Work item:
Collect from the data below each line with "mpsc".

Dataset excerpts
* * * * *
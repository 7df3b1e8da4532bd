//! Tooling the model can call: local functions and MCP servers.

pub mod mcp;
pub mod registry;

pub use mcp::{McpConfigError, McpServerConfig, load_servers};
pub use registry::{ToolHandler, ToolRegistry};
use std::net::SocketAddr;
use std::path::PathBuf;

use anyhow::anyhow;
use axum::http::{HeaderValue, Method, header};
use clap::Parser;
use tokio::net::TcpListener;
use tower_http::cors::{Any, CorsLayer};
use tower_http::set_header::SetResponseHeaderLayer;
use tracing::info;

use voicelive_bridge::{AppState, Config, routes};

/// Voice Live session bridge - realtime voice agent server
#[derive(Parser, Debug)]
#[command(name = "voicelive-bridge")]
#[command(version, about, long_about = None)]
struct Cli {
    /// Path to configuration file (YAML)
    #[arg(short = 'c', long = "config", value_name = "FILE")]
    config: Option<PathBuf>,
}

#[tokio::main]
async fn main() -> anyhow::Result<()> {
    // Load .env before the config layer reads the environment
    let _ = dotenvy::dotenv();

    tracing_subscriber::fmt::init();

    // TLS crypto provider for the upstream wss connection
    rustls::crypto::ring::default_provider()
        .install_default()
        .map_err(|_| anyhow!("Failed to install default crypto provider"))?;

    let cli = Cli::parse();
    let config = Config::load(cli.config.as_deref())?;
    let address = config.bind_addr();
    let cors_layer = build_cors_layer(&config.server.cors_allowed_origins);

    let state = AppState::new(config)?;
    info!(
        tools = ?state.tools.names(),
        mcp_servers = state.mcp_servers.len(),
        "State initialized"
    );

    let security_headers = tower::ServiceBuilder::new()
        .layer(SetResponseHeaderLayer::overriding(
            header::X_CONTENT_TYPE_OPTIONS,
            HeaderValue::from_static("nosniff"),
        ))
        .layer(SetResponseHeaderLayer::overriding(
            header::X_FRAME_OPTIONS,
            HeaderValue::from_static("DENY"),
        ));

    let app = routes::create_router(state)
        .layer(cors_layer)
        .layer(security_headers);

    let socket_addr: SocketAddr = address
        .parse()
        .map_err(|e| anyhow!("Invalid server address '{}': {}", address, e))?;
    info!("Listening on http://{}", socket_addr);

    let listener = TcpListener::bind(&socket_addr).await?;
    axum::serve(listener, app).await?;

    Ok(())
}

/// CORS policy from configuration: empty list means same-origin only,
/// a lone "*" opens it up, anything else is an explicit origin list.
fn build_cors_layer(origins: &[String]) -> CorsLayer {
    let layer = CorsLayer::new()
        .allow_methods([Method::GET, Method::OPTIONS])
        .allow_headers([header::AUTHORIZATION, header::CONTENT_TYPE]);

    if origins.iter().any(|o| o == "*") {
        layer.allow_origin(Any)
    } else if origins.is_empty() {
        info!("CORS not configured, defaulting to same-origin only");
        layer
    } else {
        let origins: Vec<_> = origins
            .iter()
            .filter_map(|o| o.trim().parse().ok())
            .collect();
        layer.allow_origin(origins)
    }
}
//! Upstream-bound audio relay.
//!
//! Client audio frames are queued by `SessionBridge::send_audio` and drained
//! here in FIFO order. The loop polls the queue with a short timeout so the
//! running flag is observed promptly on shutdown; a poll timeout is not a
//! failure, it just re-polls.
//!
//! The downstream direction (Voice Live → client) has no queue at all: the
//! event dispatcher forwards `response.audio.delta` payloads straight to the
//! client transport.

use std::sync::Arc;
use std::sync::atomic::{AtomicBool, Ordering};
use std::time::Duration;

use bytes::Bytes;
use tokio::sync::mpsc;
use tokio::time::timeout;

use crate::upstream::UpstreamHandle;

/// How long one queue poll waits before re-checking the running flag.
pub const QUEUE_POLL: Duration = Duration::from_secs(1);

/// Drain the audio queue into the Voice Live input buffer.
///
/// Frames are forwarded in exactly the order they were enqueued; nothing is
/// forwarded after the running flag clears. Returns when the queue closes,
/// the session stops running, or an upstream send fails.
pub async fn run_sender(
    mut queue: mpsc::Receiver<Bytes>,
    upstream: UpstreamHandle,
    running: Arc<AtomicBool>,
    poll: Duration,
) {
    while running.load(Ordering::SeqCst) {
        let frame = match timeout(poll, queue.recv()).await {
            // Timeout just bounds how quickly shutdown is observed
            Err(_) => continue,
            Ok(None) => break,
            Ok(Some(frame)) => frame,
        };

        if !running.load(Ordering::SeqCst) {
            break;
        }

        if let Err(e) = upstream.append_audio(&frame).await {
            tracing::error!("Audio sender error: {}", e);
            break;
        }
    }
    tracing::debug!("Audio sender ended");
}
* * * * *
Solved problem:
use tokio::sync::mpsc;
    mut queue: mpsc::Receiver<Bytes>,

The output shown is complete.